* GOAL OF THE EXERCISE:
Your answer should hold exactly the lines from the one with "use super::*;" through the final line of the data below, reproduced as written.

* DATA LISTING:
//! Error type for contract violations detected by the engine.
//!
//! Ordinary physics states never produce errors; these are returned only
//! when a caller hands the engine something it cannot work with.

use thiserror::Error;

use crate::collision::SkinHandle;
use crate::dynamics::{BodyHandle, ConstraintHandle, ControllerHandle};

#[derive(Clone, Debug, PartialEq, Error)]
pub enum PhysicsError {
    /// `MaterialId::UserDefined` passed where a concrete material is required.
    #[error("material id `UserDefined` is reserved; pass explicit material properties instead")]
    ReservedMaterialId,

    #[error("unknown body handle {0:?}")]
    UnknownBody(BodyHandle),

    #[error("unknown collision skin handle {0:?}")]
    UnknownSkin(SkinHandle),

    #[error("unknown constraint handle {0:?}")]
    UnknownConstraint(ConstraintHandle),

    #[error("unknown controller handle {0:?}")]
    UnknownController(ControllerHandle),

    /// The skin is already owned by a different body.
    #[error("collision skin {skin:?} already belongs to body {owner:?}")]
    SkinAlreadyOwned { skin: SkinHandle, owner: BodyHandle },

    /// A configuration value is out of range.
    #[error("invalid configuration: {reason}")]
    InvalidConfiguration { reason: &'static str },
}

pub type Result<T> = std::result::Result<T, PhysicsError>;

#[cfg(test)]
mod tests {
    use super::*;

    #[test]
    fn display_messages_are_descriptive() {
        let e = PhysicsError::InvalidConfiguration {
            reason: "grid cell size must be positive",
        };
        assert_eq!(
            e.to_string(),
            "invalid configuration: grid cell size must be positive"
        );
        assert!(
            PhysicsError::ReservedMaterialId
                .to_string()
                .contains("UserDefined")
        );
    }
}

* TASK RESPONSE:
    use super::*;

    #[test]
    fn display_messages_are_descriptive() {
        let e = PhysicsError::InvalidConfiguration {
            reason: "grid cell size must be positive",
        };
        assert_eq!(
            e.to_string(),
            "invalid configuration: grid cell size must be positive"
        );
        assert!(
            PhysicsError::ReservedMaterialId
                .to_string()
                .contains("UserDefined")
        );
    }
}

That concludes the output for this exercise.